Il requisito, infatti, della stabile convivenza sussiste anche nei casi in cui la permanenza del figlio maggiorenne nella casa coniugale o familiare non sia prevalente in termini temporali, purché la stessa rimanga comunque un punto di riferimento stabile al quale il figlio può fare sempre sistematico ritorno.
In particolare, tenendo anche in considerazione quanto recentemente affermato dalla Cassazione, il collegamento stabile con la casa del genitore collocatario, può sussistere anche se la coabitazione non è quotidiana e il figlio maggiorenne si assenti per ragioni di studio o di lavoro per lunghi periodi, a condizione, però, che egli vi faccia ritorno regolarmente appena possibile e l’effettiva presenza sia temporalmente prevalente in relazione ad una determinata unità di tempo.
Revoca dell’assegnazione della casa
Come abbiamo visto, i figli durante la crisi familiare conservano il diritto a permanere nell’ambiente domestico in cui sono cresciuti, in modo tale da garantire la conservazione delle loro abitudini di vita e delle relazioni sociali radicatesi in tale ambiente.
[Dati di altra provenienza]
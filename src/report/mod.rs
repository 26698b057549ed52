//! Health reports built from analyzer results.
//!
//! - `profiles`: per-analyzer weight, thresholds, scoring and summaries
//! - `aggregate`: weighted project scores, recommendations, workspace health
//! - `render`: JSON, HTML and the terminal summary

mod aggregate;
mod profiles;
pub mod render;

pub use aggregate::{aggregate_project, aggregate_workspace, compute_trend, TREND_TOLERANCE};
pub use profiles::{clamp_score, AnalyzerConfig, AnalyzerConfigs, Thresholds};

use chrono::{DateTime, Utc};
use indexmap::IndexMap;
use serde::{Deserialize, Serialize};
use std::collections::BTreeMap;
use std::fmt;

use crate::scan::FailedProject;
use crate::workspace::ProjectKind;

/// Bands applied to a project's overall score.
pub const OVERALL_THRESHOLDS: Thresholds = Thresholds {
    critical: 50.0,
    warning: 75.0,
};

/// Severity levels for issues.
#[derive(Debug, Clone, Copy, PartialEq, Eq, PartialOrd, Ord, Hash, Serialize, Deserialize)]
#[serde(rename_all = "lowercase")]
pub enum Severity {
    Critical,
    Warning,
    Info,
}

impl fmt::Display for Severity {
    fn fmt(&self, f: &mut fmt::Formatter<'_>) -> fmt::Result {
        match self {
            Severity::Critical => write!(f, "critical"),
            Severity::Warning => write!(f, "warning"),
            Severity::Info => write!(f, "info"),
        }
    }
}

impl std::str::FromStr for Severity {
    type Err = String;

    fn from_str(s: &str) -> Result<Self, Self::Err> {
        match s.to_lowercase().as_str() {
            "critical" => Ok(Severity::Critical),
            "warning" => Ok(Severity::Warning),
            "info" => Ok(Severity::Info),
            _ => Err(format!("unknown severity: {}", s)),
        }
    }
}

/// A single finding in a summary.
#[derive(Debug, Clone, PartialEq, Serialize, Deserialize)]
pub struct Issue {
    pub kind: String,
    pub severity: Severity,
    pub message: String,
    #[serde(default, skip_serializing_if = "Option::is_none")]
    pub file: Option<String>,
}

impl Issue {
    pub fn new(kind: &str, severity: Severity, message: impl Into<String>) -> Self {
        Self {
            kind: kind.to_string(),
            severity,
            message: message.into(),
            file: None,
        }
    }

    pub fn in_file(mut self, file: impl Into<String>) -> Self {
        self.file = Some(file.into());
        self
    }
}

/// Normalized view of one analyzer's result.
#[derive(Debug, Clone, PartialEq, Serialize, Deserialize)]
pub struct Summary {
    /// 0-100, higher is healthier
    pub score: f64,
    pub issues: Vec<Issue>,
    pub metrics: BTreeMap<String, f64>,
}

impl Summary {
    pub fn critical_issues(&self) -> impl Iterator<Item = &Issue> {
        self.issues.iter().filter(|i| i.severity == Severity::Critical)
    }
}

/// Where a score falls relative to its thresholds.
#[derive(Debug, Clone, Copy, PartialEq, Eq, Serialize, Deserialize)]
#[serde(rename_all = "lowercase")]
pub enum Status {
    Healthy,
    Caution,
    Failing,
}

impl fmt::Display for Status {
    fn fmt(&self, f: &mut fmt::Formatter<'_>) -> fmt::Result {
        match self {
            Status::Healthy => write!(f, "healthy"),
            Status::Caution => write!(f, "caution"),
            Status::Failing => write!(f, "failing"),
        }
    }
}

#[derive(Debug, Clone, Copy, PartialEq, Eq, PartialOrd, Ord, Serialize, Deserialize)]
#[serde(rename_all = "lowercase")]
pub enum Priority {
    High,
    Medium,
    Low,
}

impl fmt::Display for Priority {
    fn fmt(&self, f: &mut fmt::Formatter<'_>) -> fmt::Result {
        match self {
            Priority::High => write!(f, "high"),
            Priority::Medium => write!(f, "medium"),
            Priority::Low => write!(f, "low"),
        }
    }
}

#[derive(Debug, Clone, PartialEq, Serialize, Deserialize)]
#[serde(rename_all = "camelCase")]
pub struct Recommendation {
    pub priority: Priority,
    pub analyzer: String,
    pub message: String,
    /// Affected projects, for workspace-level recommendations
    #[serde(default, skip_serializing_if = "Vec::is_empty")]
    pub projects: Vec<String>,
}

/// An analyzer that ran but could not produce a result.
#[derive(Debug, Clone, PartialEq, Serialize, Deserialize)]
#[serde(rename_all = "camelCase")]
pub struct UnavailableAnalyzer {
    pub analyzer: String,
    pub errors: Vec<String>,
}

#[derive(Debug, Clone, Serialize, Deserialize)]
#[serde(rename_all = "camelCase")]
pub struct ProjectReport {
    pub project_name: String,
    pub kind: ProjectKind,
    pub overall_score: f64,
    /// Summaries keyed by analyzer name, in analyzer run order
    pub summaries: IndexMap<String, Summary>,
    pub recommendations: Vec<Recommendation>,
    #[serde(default)]
    pub unavailable: Vec<UnavailableAnalyzer>,
}

impl ProjectReport {
    pub fn status(&self) -> Status {
        OVERALL_THRESHOLDS.status(self.overall_score)
    }
}

#[derive(Debug, Clone, Copy, PartialEq, Eq, Serialize, Deserialize)]
#[serde(rename_all = "lowercase")]
pub enum Trend {
    Improving,
    Stable,
    Declining,
}

impl fmt::Display for Trend {
    fn fmt(&self, f: &mut fmt::Formatter<'_>) -> fmt::Result {
        match self {
            Trend::Improving => write!(f, "improving"),
            Trend::Stable => write!(f, "stable"),
            Trend::Declining => write!(f, "declining"),
        }
    }
}

#[derive(Debug, Clone, Copy, PartialEq, Serialize, Deserialize)]
pub struct AggregateHealth {
    pub score: f64,
    pub trend: Trend,
}

#[derive(Debug, Clone, Serialize, Deserialize)]
#[serde(rename_all = "camelCase")]
pub struct WorkspaceReport {
    pub timestamp: DateTime<Utc>,
    pub project_reports: Vec<ProjectReport>,
    pub aggregate_health: AggregateHealth,
    /// Critical issue counts keyed by analyzer name
    pub critical_issues: BTreeMap<String, usize>,
    pub recommendations: Vec<Recommendation>,
    /// Set when the scan was cancelled before every project ran
    #[serde(default)]
    pub partial: bool,
    #[serde(default)]
    pub failed_projects: Vec<FailedProject>,
}

impl WorkspaceReport {
    /// Load a report previously written as JSON.
    pub fn from_json(content: &str) -> anyhow::Result<Self> {
        Ok(serde_json::from_str(content)?)
    }

    /// Whether any project or analyzer score is below its critical threshold.
    pub fn has_failures(&self, configs: &AnalyzerConfigs) -> bool {
        self.project_reports.iter().any(|p| {
            p.status() == Status::Failing
                || p.summaries.iter().any(|(name, summary)| {
                    configs
                        .get(name)
                        .map(|c| c.thresholds.status(summary.score) == Status::Failing)
                        .unwrap_or(false)
                })
        })
    }
}
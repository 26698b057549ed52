//! Build output size for applications.
//!
//! Looks for emitted JavaScript and CSS under the configured output
//! directories. A project with no build output cannot be measured, so the
//! analyzer fails and the report lists it as unavailable.

use anyhow::bail;
use serde::{Deserialize, Serialize};
use std::path::Path;
use tracing::{debug, warn};
use walkdir::WalkDir;

use crate::workspace::ProjectKind;

use super::{relative_path, Analyzer, AnalyzerData, ScanContext, BUNDLE_SIZE};

const BUNDLE_EXTENSIONS: &[&str] = &["js", "mjs", "cjs", "css"];

/// One emitted asset.
#[derive(Debug, Clone, PartialEq, Eq, Serialize, Deserialize)]
#[serde(rename_all = "camelCase")]
pub struct BundleFile {
    pub path: String,
    pub size_bytes: u64,
}

/// Payload produced by the bundle-size analyzer.
#[derive(Debug, Clone, Default, Serialize, Deserialize)]
#[serde(rename_all = "camelCase")]
pub struct BundleData {
    /// Assets, largest first
    pub files: Vec<BundleFile>,
    pub total_bytes: u64,
    pub budget_bytes: u64,
}

impl BundleData {
    pub fn over_budget(&self) -> bool {
        self.total_bytes > self.budget_bytes
    }

    pub fn largest(&self) -> Option<&BundleFile> {
        self.files.first()
    }
}

/// Human-readable byte count, e.g. `1.5 MB`.
pub fn format_bytes(bytes: u64) -> String {
    const UNITS: &[&str] = &["B", "KB", "MB", "GB"];
    let mut size = bytes as f64;
    let mut unit = 0;
    while size >= 1024.0 && unit < UNITS.len() - 1 {
        size /= 1024.0;
        unit += 1;
    }
    if unit == 0 {
        format!("{} B", bytes)
    } else {
        format!("{:.1} {}", size, UNITS[unit])
    }
}

fn collect_assets(root: &Path, output_dirs: &[String]) -> Vec<BundleFile> {
    let mut files = Vec::new();

    for dir in output_dirs {
        let out = root.join(dir);
        if !out.is_dir() {
            continue;
        }
        for entry in WalkDir::new(&out) {
            let entry = match entry {
                Ok(e) => e,
                Err(e) => {
                    warn!("skipping unreadable entry under {}: {}", out.display(), e);
                    continue;
                }
            };
            if !entry.file_type().is_file() {
                continue;
            }
            let ext = entry.path().extension().and_then(|e| e.to_str()).unwrap_or("");
            if !BUNDLE_EXTENSIONS.contains(&ext) {
                continue;
            }
            // source maps end in .js.map, so they never match above
            match entry.metadata() {
                Ok(meta) => files.push(BundleFile {
                    path: relative_path(root, entry.path()).to_string_lossy().to_string(),
                    size_bytes: meta.len(),
                }),
                Err(e) => warn!("cannot stat {}: {}", entry.path().display(), e),
            }
        }
    }

    files.sort_by(|a, b| b.size_bytes.cmp(&a.size_bytes).then_with(|| a.path.cmp(&b.path)));
    files
}

pub struct BundleSizeAnalyzer;

#[async_trait::async_trait]
impl Analyzer for BundleSizeAnalyzer {
    fn name(&self) -> &'static str {
        BUNDLE_SIZE
    }

    fn supports(&self, kind: ProjectKind) -> bool {
        kind == ProjectKind::Application
    }

    async fn analyze(&self, ctx: &ScanContext) -> anyhow::Result<AnalyzerData> {
        let root = ctx.project_path().to_path_buf();
        let settings = ctx.config.bundle.clone();
        let output_dirs = settings.output_dirs.clone();

        let files = tokio::task::spawn_blocking(move || collect_assets(&root, &output_dirs)).await?;
        if files.is_empty() {
            bail!(
                "no build output found in {} (run the build first)",
                settings.output_dirs.join(", ")
            );
        }

        let total_bytes = files.iter().map(|f| f.size_bytes).sum();
        if ctx.debug() {
            debug!(
                "{}: {} assets, {}",
                ctx.project.name,
                files.len(),
                format_bytes(total_bytes)
            );
        }

        Ok(AnalyzerData::BundleSize(BundleData {
            files,
            total_bytes,
            budget_bytes: settings.budget_kb * 1024,
        }))
    }
}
La revoca dell’assegnazione della casa coniugale o familiare ha come presupposto esclusivamente l’accertamento da parte del giudice del venir meno dell’interesse dei figli alla conservazione dell’habitat domestico, in conseguenza del raggiungimento della maggiore età e dell’autosufficienza economica da parte degli stessi o della cessazione del rapporto di convivenza con il genitore collocatario.
Quindi, se il figlio maggiorenne continua a garantirsi un collegamento stabile con l’abitazione del genitore collocatario, il giudice non potrà revocare l’assegnazione in ragione della scelta di quest’ultimo di recarsi presso una diversa città per ragioni di studio o di lavoro (in questo caso, però, il lavoro non deve aver fatto sorgere un’autosufficienza economica).
L’intervento del figlio maggiorenne nel processo
Nel giudizio di revisione delle condizioni di separazione o divorzio che sia stato intrapreso da uno dei genitori, il figlio maggiorenne ma non autosufficiente economicamente, potrebbe avere interesse al processo, quanto al profilo dell’assegnazione della casa coniugale: in questo caso, il figlio maggiorenne può intervenire in giudizio per sostenere le ragioni del genitore assegnatario che chieda di conservare tale diritto.